2.5. In het bestreden besluit is vermeld dat de exploitant een einde kan maken aan de overtreding door het aanbrengen van een afvoerpijp overeenkomstig voorschrift 1.4.3, onder a, van het Besluit dan wel het plaatsen van een ontgeuringsinstallatie overeenkomstig voorschrift 1.4.3, onder b, van het Besluit. In voorschrift 1.4.3 zijn geen andere maatregelen dan voornoemd opgenomen om te voldoen aan het vereiste van voorschrift 1.4.2 van het Besluit. Het is aan de exploitant van de onderhavige inrichting om een keuze tussen deze maatregelen te maken.

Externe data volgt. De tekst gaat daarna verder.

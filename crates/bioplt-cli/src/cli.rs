use std::fs;
use std::io::Write as _;
use std::path::{Path, PathBuf};

use clap::{Parser, Subcommand};

use bioplt::composite::split_to_masks;
use bioplt::file::{
    build_packed_image_from_canvas, decode_file, encode_file, load_canvas,
};
use bioplt::host::mem::MemHost;
use bioplt::{MATERIAL_COUNT, Material, PackedImage, SENTINEL};

/// A command line tool for working with Packed Layer Texture (.plt) files.
#[derive(Parser)]
#[clap(author, version, about, long_about = None)]
pub(crate) struct Cli {
    #[clap(subcommand)]
    command: Command,
}

impl Cli {
    pub(crate) fn run(&self) -> anyhow::Result<()> {
        self.command.run()
    }
}

#[derive(Subcommand)]
enum Command {
    /// Prints the dimensions and per-material pixel counts of a PLT file.
    Info(Info),

    /// Extracts each non-empty material layer as a grayscale PGM image.
    Extract(Extract),

    /// Decodes a PLT file into an in-memory canvas and re-encodes it,
    /// normalizing the header and dropping out-of-catalog material tags.
    Rewrite(Rewrite),
}

impl Command {
    fn run(&self) -> anyhow::Result<()> {
        match self {
            Command::Info(info) => info.run(),
            Command::Extract(extract) => extract.run(),
            Command::Rewrite(rewrite) => rewrite.run(),
        }
    }
}

#[derive(Parser)]
struct Info {
    /// The PLT file to inspect.
    path: PathBuf,
}

impl Info {
    fn run(&self) -> anyhow::Result<()> {
        let image = decode_file(&self.path)?;
        println!("{}: {}x{}", self.path.display(), image.width(), image.height());

        let mut counts = [0usize; MATERIAL_COUNT];
        let mut background = 0usize;
        let mut unknown = 0usize;
        for pixel in image.pixels() {
            if *pixel == SENTINEL {
                background += 1;
            } else if let Some(slot) = counts.get_mut(usize::from(pixel.material)) {
                *slot += 1;
            } else {
                unknown += 1;
            }
        }

        for (material, count) in Material::ALL.into_iter().zip(counts) {
            println!("  {:<10} {count}", material.name());
        }
        println!("  {:<10} {background}", "background");
        if unknown > 0 {
            println!("  {:<10} {unknown}", "unknown");
        }
        Ok(())
    }
}

#[derive(Parser)]
struct Extract {
    /// The PLT file to extract layers from.
    path: PathBuf,

    /// Directory to write the PGM files into.
    #[clap(short, long, default_value = ".")]
    output: PathBuf,
}

impl Extract {
    fn run(&self) -> anyhow::Result<()> {
        let image = decode_file(&self.path)?;
        fs::create_dir_all(&self.output)?;

        let mut written = 0;
        for mask in split_to_masks(&image) {
            if mask.is_empty() {
                continue;
            }
            let filename = self.output.join(format!("{}.pgm", mask.material().name()));
            eprintln!(
                "Writing layer {name} to {filename}",
                name = mask.material().name(),
                filename = filename.display()
            );
            let intensities: Vec<u8> =
                mask.data().chunks_exact(2).map(|pair| pair[0]).collect();
            write_pgm(&filename, mask.width(), mask.height(), &intensities)?;
            written += 1;
        }
        if written == 0 {
            eprintln!("No non-empty material layers found");
        }
        Ok(())
    }
}

fn write_pgm(path: &Path, width: u32, height: u32, data: &[u8]) -> anyhow::Result<()> {
    let mut file = fs::File::create(path)?;
    write!(file, "P5\n{width} {height}\n255\n")?;
    file.write_all(data)?;
    Ok(())
}

#[derive(Parser)]
struct Rewrite {
    /// The PLT file to read.
    input: PathBuf,

    /// The PLT file to write.
    output: PathBuf,
}

impl Rewrite {
    fn run(&self) -> anyhow::Result<()> {
        let mut host = MemHost::new();
        let canvas = load_canvas(&mut host, &self.input)?;
        let rebuilt: PackedImage = build_packed_image_from_canvas(&host, &canvas)?;
        encode_file(&self.output, &rebuilt)?;
        eprintln!(
            "Rewrote {input} ({width}x{height}) to {output}",
            input = self.input.display(),
            width = rebuilt.width(),
            height = rebuilt.height(),
            output = self.output.display()
        );
        Ok(())
    }
}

Gelet op het vorengaande stelt de Afdeling vast dat verweerder in het bestreden besluit geen andere alternatieven kan aanbieden dan die genoemd in het bestreden besluit. Het beroep treft in zoverre geen doel.
2.6. Over het betoog van appellanten dat verweerder hun hulp had moeten bieden bij de ‘handhaving’ van de bij de buren aanwezige luchtafvoerpijp, overweegt de Afdeling dat appellanten zelf verantwoordelijk zijn voor het naleven van de in het Besluit gestelde eisen. Niet is gebleken van omstandigheden waardoor niet aan voorschrift 1.4.2 van het Besluit kan worden voldaan. Dit bezwaar faalt.
2.7. Gelet op het vorenstaande en hetgeen overigens uit de stukken is gebleken ziet de Afdeling geen grond voor het oordeel dat verweerder, na afweging van de betrokken belangen, niet in redelijkheid heeft kunnen overgaan tot het opleggen van een last onder dwangsom.
2.8. Het beroep is ongegrond.
2.9. Voor een proceskostenveroordeling bestaat geen aanleiding.
De Afdeling bestuursrechtspraak van de Raad van State
Recht doende in naam der Koningin:
verklaart het beroep ongegrond.
Aldus vastgesteld door mr. W. Konijnenbelt, Lid van de enkelvoudige kamer, in tegenwoordigheid van mr. W. van Hardeveld, ambtenaar van Staat.